# sleepovers



## 21315 (Apr 1, 2005)

hi everyone im really worried about a sleepover i might be having tonight i havent been to one for years and ive always made up some excuse because im scared of being ill but for some reason i thourght id just say yes (lol moment of insanity)but now im really regreting it do you think i should go for it or make up another excuse please help


----------



## smiley (Dec 28, 2004)

Keep the party. Keep your stomach medicine and a pain med near by( if you have pain) Don't worry about it that will make it worse.


----------



## 14601 (Jun 24, 2005)

hay em id def go for it! Is it at ur place? Try not to worry thats the worse part like smiley said, just have fun and im pretty sure that ur mates will take ur mind off it and chill you out later







have a blast! think about the gossip and all the other cool stuff youll do and have a good time xx


----------



## 14601 (Jun 24, 2005)

just realised what the date is lol, scrap that last msg, did u have fun? LOL X


----------



## 21315 (Apr 1, 2005)

thankyou both your messages in the end i went for it and im glad i did i had a really good time id forgotten how much fun sleepovers were there were a few embarssin moments lol but they werent that bad thanks again


----------



## smiley (Dec 28, 2004)

Glad you had a good time Em! I start High Schoool tomorrow!!!


----------



## 21315 (Apr 1, 2005)

good luck for today smiley hope you have a great time


----------



## smiley (Dec 28, 2004)

Thanks Em! I loved it!
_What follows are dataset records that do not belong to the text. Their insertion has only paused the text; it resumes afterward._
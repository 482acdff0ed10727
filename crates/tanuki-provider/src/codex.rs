//! Codex CLI adapter.
//!
//! Structured mode runs `codex exec --json`, which emits newline-delimited
//! events: `thread.started` (session created), `item.started` /
//! `item.completed` for commands, file changes and reasoning, and
//! `item.completed` with an `agent_message` item for assistant replies.

use std::collections::BTreeMap;

use serde_json::Value;

use crate::adapter::{compose_prompt, first_line, merge_env, ProviderAdapter};
use crate::types::{
    ExecutionConfig, ExecutionContext, OutputFormat, ParsedOutput, ProviderId, ProviderSettings,
    SessionOptions,
};

#[derive(Debug, Clone, PartialEq, Eq)]
pub struct CodexAdapter {
    settings: ProviderSettings,
}

impl CodexAdapter {
    pub fn new(settings: ProviderSettings) -> Self {
        Self { settings }
    }
}

impl Default for CodexAdapter {
    fn default() -> Self {
        Self::new(ProviderSettings::default_for(ProviderId::Codex))
    }
}

impl ProviderAdapter for CodexAdapter {
    fn id(&self) -> ProviderId {
        ProviderId::Codex
    }

    fn binary(&self) -> &str {
        &self.settings.binary
    }

    fn build_env(&self, base: &BTreeMap<String, String>) -> BTreeMap<String, String> {
        merge_env(base, &self.settings.env)
    }

    fn create_execution_config(
        &self,
        prompt: &str,
        context: &ExecutionContext,
        options: &SessionOptions,
    ) -> ExecutionConfig {
        let mut args = vec!["exec".to_string()];
        if options.output_format == OutputFormat::Json {
            args.push("--json".to_string());
        }
        args.push("--full-auto".to_string());
        args.push("--skip-git-repo-check".to_string());
        if let Some(model) = self.settings.model.as_deref() {
            args.push("--model".to_string());
            args.push(model.to_string());
        }
        args.extend(self.settings.extra_args.iter().cloned());
        if let Some(session_id) = options.resume_id() {
            args.push("resume".to_string());
            args.push(session_id.to_string());
        }
        args.push(compose_prompt(
            &context.system_prompt,
            &context.context,
            prompt,
        ));
        ExecutionConfig { args }
    }

    fn parse_result(&self, raw_output: &str) -> ParsedOutput {
        let raw = raw_output.to_string();
        let events = raw_output
            .lines()
            .filter_map(|line| serde_json::from_str::<Value>(line.trim()).ok())
            .filter(Value::is_object)
            .collect::<Vec<_>>();
        if events.is_empty() {
            return ParsedOutput {
                text: raw_output.trim().to_string(),
                raw,
                session_id: None,
            };
        }

        let session_id = events.iter().find_map(session_id_of);
        let text = events
            .iter()
            .rev()
            .find_map(agent_message_of)
            .unwrap_or_default();
        ParsedOutput {
            text,
            raw,
            session_id,
        }
    }

    fn extract_progress_message(&self, partial: &str) -> String {
        let trimmed = partial.trim();
        if trimmed.is_empty() {
            return String::new();
        }
        let Ok(event) = serde_json::from_str::<Value>(trimmed) else {
            return first_line(trimmed);
        };
        let event_type = event.get("type").and_then(Value::as_str).unwrap_or_default();
        let Some(item) = event.get("item") else {
            return String::new();
        };
        let item_type = item.get("type").and_then(Value::as_str).unwrap_or_default();
        match (event_type, item_type) {
            ("item.started", "command_execution") => item
                .get("command")
                .and_then(Value::as_str)
                .map(|command| format!("Running `{}`", first_line(command)))
                .unwrap_or_default(),
            ("item.completed", "agent_message") => item
                .get("text")
                .and_then(Value::as_str)
                .map(first_line)
                .unwrap_or_default(),
            ("item.completed", "reasoning") => item
                .get("text")
                .and_then(Value::as_str)
                .map(|text| first_line(text).trim_matches('*').trim().to_string())
                .unwrap_or_default(),
            ("item.completed", "file_change") => {
                let paths = item
                    .get("changes")
                    .and_then(Value::as_array)
                    .map(|changes| {
                        changes
                            .iter()
                            .filter_map(|change| change.get("path").and_then(Value::as_str))
                            .map(|path| format!("`{path}`"))
                            .collect::<Vec<_>>()
                    })
                    .unwrap_or_default();
                if paths.is_empty() {
                    String::new()
                } else {
                    format!("Updated {}", paths.join(", "))
                }
            }
            _ => String::new(),
        }
    }
}

fn session_id_of(event: &Value) -> Option<String> {
    let event_type = event.get("type").and_then(Value::as_str)?;
    let value = match event_type {
        "thread.started" => event.get("thread_id"),
        "session.created" | "session_configured" => event.get("session_id"),
        _ => None,
    }?;
    value
        .as_str()
        .map(str::trim)
        .filter(|value| !value.is_empty())
        .map(str::to_string)
}

fn agent_message_of(event: &Value) -> Option<String> {
    if event.get("type").and_then(Value::as_str) != Some("item.completed") {
        return None;
    }
    let item = event.get("item")?;
    if item.get("type").and_then(Value::as_str) != Some("agent_message") {
        return None;
    }
    item.get("text")
        .and_then(Value::as_str)
        .map(str::trim)
        .filter(|text| !text.is_empty())
        .map(str::to_string)
}

#[cfg(test)]
mod tests {
    use super::*;

    fn context() -> ExecutionContext {
        ExecutionContext {
            provider: ProviderId::Codex,
            system_prompt: "System rules".to_string(),
            context: String::new(),
        }
    }

    #[test]
    fn unit_create_execution_config_places_prompt_last() {
        let config = CodexAdapter::default().create_execution_config(
            "add tests",
            &context(),
            &SessionOptions::default(),
        );
        assert_eq!(
            config.args,
            vec![
                "exec",
                "--json",
                "--full-auto",
                "--skip-git-repo-check",
                "System rules\n\nadd tests"
            ]
        );
    }

    #[test]
    fn functional_create_execution_config_uses_resume_subcommand() {
        let config = CodexAdapter::default().create_execution_config(
            "continue",
            &context(),
            &SessionOptions::resume("thread-7"),
        );
        let resume_at = config
            .args
            .iter()
            .position(|arg| arg == "resume")
            .expect("resume subcommand");
        assert_eq!(config.args[resume_at + 1], "thread-7");
        assert_eq!(config.args.len(), resume_at + 3);
    }

    #[test]
    fn integration_parse_result_reads_thread_id_and_last_agent_message() {
        let raw = concat!(
            "{\"type\":\"thread.started\",\"thread_id\":\"thread-42\"}\n",
            "{\"type\":\"turn.started\"}\n",
            "{\"type\":\"item.completed\",\"item\":{\"id\":\"1\",\"type\":\"agent_message\",\"text\":\"first\"}}\n",
            "{\"type\":\"item.completed\",\"item\":{\"id\":\"2\",\"type\":\"agent_message\",\"text\":\"final answer\"}}\n",
            "{\"type\":\"turn.completed\",\"usage\":{\"input_tokens\":1}}\n"
        );
        let parsed = CodexAdapter::default().parse_result(raw);
        assert_eq!(parsed.session_id.as_deref(), Some("thread-42"));
        assert_eq!(parsed.text, "final answer");
    }

    #[test]
    fn regression_parse_result_keeps_plain_text_output() {
        let parsed = CodexAdapter::default().parse_result("just text\n");
        assert_eq!(parsed.text, "just text");
        assert!(parsed.session_id.is_none());
    }

    #[test]
    fn unit_extract_progress_message_maps_known_items() {
        let adapter = CodexAdapter::default();
        assert_eq!(
            adapter.extract_progress_message(
                "{\"type\":\"item.started\",\"item\":{\"type\":\"command_execution\",\"command\":\"bash -lc ls\"}}"
            ),
            "Running `bash -lc ls`"
        );
        assert_eq!(
            adapter.extract_progress_message(
                "{\"type\":\"item.completed\",\"item\":{\"type\":\"file_change\",\"changes\":[{\"path\":\"a.rs\",\"kind\":\"update\"}]}}"
            ),
            "Updated `a.rs`"
        );
        assert_eq!(
            adapter.extract_progress_message(
                "{\"type\":\"item.completed\",\"item\":{\"type\":\"reasoning\",\"text\":\"**Planning changes**\"}}"
            ),
            "Planning changes"
        );
    }

    #[test]
    fn regression_extract_progress_message_ignores_lifecycle_events() {
        let adapter = CodexAdapter::default();
        assert!(adapter
            .extract_progress_message("{\"type\":\"thread.started\",\"thread_id\":\"t\"}")
            .is_empty());
        assert!(adapter
            .extract_progress_message("{\"type\":\"turn.completed\"}")
            .is_empty());
    }
}
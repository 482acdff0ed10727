//! Posting and editing the single comment each event owns.
//!
//! Replies go into the triggering discussion when there is one. Any failure
//! there clears the discussion state and falls back to a top-level comment;
//! none of these helpers ever return an error.

use tanuki_gitlab::GitlabApi;

use crate::context::EventContext;

/// Posts a new reply and remembers where it went.
pub(super) async fn post_reply(api: &dyn GitlabApi, ctx: &mut EventContext, body: &str) {
    let Some(noteable) = ctx.noteable else {
        return;
    };
    if let Some(discussion_id) = ctx.discussion_id.clone() {
        match api
            .reply_to_discussion(ctx.project_id, noteable, &discussion_id, body)
            .await
        {
            Ok(note) => {
                ctx.discussion_note_id = Some(note.id);
                ctx.discussion_reply_succeeded = true;
                return;
            }
            Err(error) => {
                tracing::warn!(
                    project_id = ctx.project_id,
                    discussion_id = %discussion_id,
                    error = %format!("{error:#}"),
                    "discussion reply failed; falling back to a regular comment"
                );
                ctx.clear_discussion();
            }
        }
    }
    match api.create_comment(ctx.project_id, noteable, body).await {
        Ok(note) => ctx.current_comment_id = Some(note.id),
        Err(error) => tracing::warn!(
            project_id = ctx.project_id,
            target = noteable.kind_label(),
            iid = noteable.iid(),
            error = %format!("{error:#}"),
            "failed to post comment"
        ),
    }
}

/// Edits our existing reply in place. Returns false when there is nothing to
/// edit or the edit failed.
async fn edit_reply(api: &dyn GitlabApi, ctx: &EventContext, body: &str) -> bool {
    let Some(noteable) = ctx.noteable else {
        return false;
    };
    let result = if ctx.discussion_reply_succeeded {
        match (ctx.discussion_id.as_deref(), ctx.discussion_note_id) {
            (Some(discussion_id), Some(note_id)) => {
                api.update_discussion_note(ctx.project_id, noteable, discussion_id, note_id, body)
                    .await
            }
            _ => return false,
        }
    } else if let Some(note_id) = ctx.current_comment_id {
        api.update_comment(ctx.project_id, noteable, note_id, body)
            .await
    } else {
        return false;
    };
    match result {
        Ok(()) => true,
        Err(error) => {
            tracing::warn!(
                project_id = ctx.project_id,
                error = %format!("{error:#}"),
                "failed to update comment"
            );
            false
        }
    }
}

/// Best-effort progress update; a missing or failing comment is skipped.
pub(super) async fn edit_progress(api: &dyn GitlabApi, ctx: &EventContext, body: &str) {
    edit_reply(api, ctx, body).await;
}

/// Replaces the progress comment with the final body, or posts the body as a
/// new reply when the progress comment cannot be edited.
pub(super) async fn finish_reply(api: &dyn GitlabApi, ctx: &mut EventContext, body: &str) {
    if edit_reply(api, ctx, body).await {
        return;
    }
    if ctx.discussion_reply_succeeded {
        ctx.clear_discussion();
    }
    ctx.current_comment_id = None;
    post_reply(api, ctx, body).await;
}

/// Resolves the triggering discussion after a successful threaded reply.
pub(super) async fn resolve_discussion_if_needed(api: &dyn GitlabApi, ctx: &EventContext) {
    if !(ctx.discussion_resolvable && ctx.discussion_reply_succeeded) {
        return;
    }
    let (Some(noteable), Some(discussion_id)) = (ctx.noteable, ctx.discussion_id.as_deref())
    else {
        return;
    };
    if let Err(error) = api
        .resolve_discussion(ctx.project_id, noteable, discussion_id)
        .await
    {
        tracing::warn!(
            project_id = ctx.project_id,
            discussion_id,
            error = %format!("{error:#}"),
            "failed to resolve discussion"
        );
    }
}
//! Per-issue FIFO serialization.
//!
//! Each key maps to a fair `tokio::sync::Mutex`, so waiters run in arrival
//! order and a failing holder releases the lock like any other. Slots are
//! reference counted and dropped once the last holder or waiter leaves.

use std::collections::HashMap;
use std::sync::{Arc, Mutex, PoisonError};

use tokio::sync::OwnedMutexGuard;

struct LockSlot {
    mutex: Arc<tokio::sync::Mutex<()>>,
    users: usize,
}

#[derive(Default)]
pub struct IssueLockTable {
    slots: Mutex<HashMap<String, LockSlot>>,
}

/// Registration in a slot; released on drop even if the waiter is cancelled.
struct SlotTicket<'a> {
    table: &'a IssueLockTable,
    key: String,
}

impl Drop for SlotTicket<'_> {
    fn drop(&mut self) {
        let mut slots = self
            .table
            .slots
            .lock()
            .unwrap_or_else(PoisonError::into_inner);
        if let Some(slot) = slots.get_mut(&self.key) {
            slot.users = slot.users.saturating_sub(1);
            if slot.users == 0 {
                slots.remove(&self.key);
            }
        }
    }
}

/// Held for the whole processing of one event.
pub struct IssueLockGuard<'a> {
    // field order matters: the mutex is released before the slot is
    // unregistered
    _guard: OwnedMutexGuard<()>,
    _ticket: SlotTicket<'a>,
}

impl IssueLockTable {
    pub fn new() -> Self {
        Self::default()
    }

    /// Waits until every earlier holder of `key` has finished.
    pub async fn acquire(&self, key: &str) -> IssueLockGuard<'_> {
        let mutex = {
            let mut slots = self.slots.lock().unwrap_or_else(PoisonError::into_inner);
            let slot = slots.entry(key.to_string()).or_insert_with(|| LockSlot {
                mutex: Arc::new(tokio::sync::Mutex::new(())),
                users: 0,
            });
            slot.users += 1;
            Arc::clone(&slot.mutex)
        };
        let ticket = SlotTicket {
            table: self,
            key: key.to_string(),
        };
        let guard = mutex.lock_owned().await;
        IssueLockGuard {
            _guard: guard,
            _ticket: ticket,
        }
    }

    /// Number of keys with a holder or waiter.
    pub fn active_keys(&self) -> usize {
        self.slots
            .lock()
            .unwrap_or_else(PoisonError::into_inner)
            .len()
    }
}
//! Detection status badge shown in the header

use crate::state::DetectionStatus;
use crate::ui::theme::Theme;
use egui::{RichText, Stroke};

pub struct StatusBadge<'a> {
    status: DetectionStatus,
    theme: &'a Theme,
}

impl<'a> StatusBadge<'a> {
    pub fn new(status: DetectionStatus, theme: &'a Theme) -> Self {
        Self { status, theme }
    }

    pub fn show(self, ui: &mut egui::Ui) -> egui::Response {
        let color = match self.status {
            DetectionStatus::Error => self.theme.error,
            DetectionStatus::Scanning => {
                // Pulse between 40% and 100%
                let t = ui.ctx().input(|i| i.time);
                let pulse = ((t * 2.5).sin() * 0.3 + 0.7) as f32;
                ui.ctx().request_repaint();
                self.theme.scanning.gamma_multiply(pulse)
            }
            _ => self.theme.text_muted,
        };

        let frame = egui::Frame::none()
            .stroke(Stroke::new(1.0, color))
            .rounding(self.theme.button_rounding)
            .inner_margin(egui::Margin::symmetric(10.0, 4.0));

        let response = frame
            .show(ui, |ui| {
                ui.label(
                    RichText::new(self.status.label())
                        .size(11.0)
                        .strong()
                        .color(color),
                )
            })
            .inner;

        let status = self.status;
        response.widget_info(|| {
            egui::WidgetInfo::labeled(
                egui::WidgetType::Label,
                true,
                format!("Status: {}", status),
            )
        });
        response
    }
}
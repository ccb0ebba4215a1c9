//! Still image frame source
//!
//! Serves one image as a permanently live camera. Handy on machines without a
//! webcam and for scripted runs against a known face.

use super::{FrameFeed, FrameSource, VideoFrame};
use crate::error::Result;
use image::DynamicImage;
use std::path::Path;
use std::sync::Arc;
use tracing::info;

pub struct StillImageSource {
    feed: FrameFeed,
}

impl StillImageSource {
    /// Decode an image file and publish it
    pub fn open<P: AsRef<Path>>(path: P) -> Result<Self> {
        let path = path.as_ref();
        let image = image::open(path)?;
        info!(
            "Serving still image {} ({}x{})",
            path.display(),
            image.width(),
            image.height()
        );
        Ok(Self::from_image(image))
    }

    pub fn from_image(image: DynamicImage) -> Self {
        let feed = FrameFeed::new();
        feed.publish(VideoFrame::from(image.to_rgb8()));
        Self { feed }
    }

    /// The feed the image was published into
    pub fn feed(&self) -> FrameFeed {
        self.feed.clone()
    }
}

impl FrameSource for StillImageSource {
    fn current_frame(&self) -> Option<Arc<VideoFrame>> {
        self.feed.current_frame()
    }
}

#[cfg(test)]
mod tests {
    use super::*;
    use image::{Rgb, RgbImage};

    #[test]
    fn test_from_image_is_live() {
        let image = RgbImage::from_pixel(8, 6, Rgb([10, 20, 30]));
        let source = StillImageSource::from_image(DynamicImage::ImageRgb8(image));

        let frame = source.current_frame().unwrap();
        assert_eq!((frame.width, frame.height), (8, 6));
        assert_eq!(&frame.rgb[..3], &[10, 20, 30]);
        assert!(source.feed().is_live());
    }

    #[test]
    fn test_open_png() {
        let dir = tempfile::tempdir().unwrap();
        let path = dir.path().join("face.png");
        RgbImage::from_pixel(4, 4, Rgb([200, 150, 100]))
            .save(&path)
            .unwrap();

        let source = StillImageSource::open(&path).unwrap();
        assert!(source.current_frame().unwrap().is_decodable());
    }

    #[test]
    fn test_open_missing_file() {
        assert!(StillImageSource::open("/nonexistent/face.png").is_err());
    }
}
Except, I couldn't open my locker! lol It was aweeesome!


----------



## 21315 (Apr 1, 2005)

lol great to hear you had a good time smiley


----------



## 22288 (Aug 5, 2005)

I always find when I am with my mates having fun my mind is taken off IBS. But when everything is serious I cant help but think about it and then something goes wrong


----------



## 21315 (Apr 1, 2005)

yup im usally the same i feel really ill before i go out proberly because im worrying so much







but after a hour of going out im usally ok


----------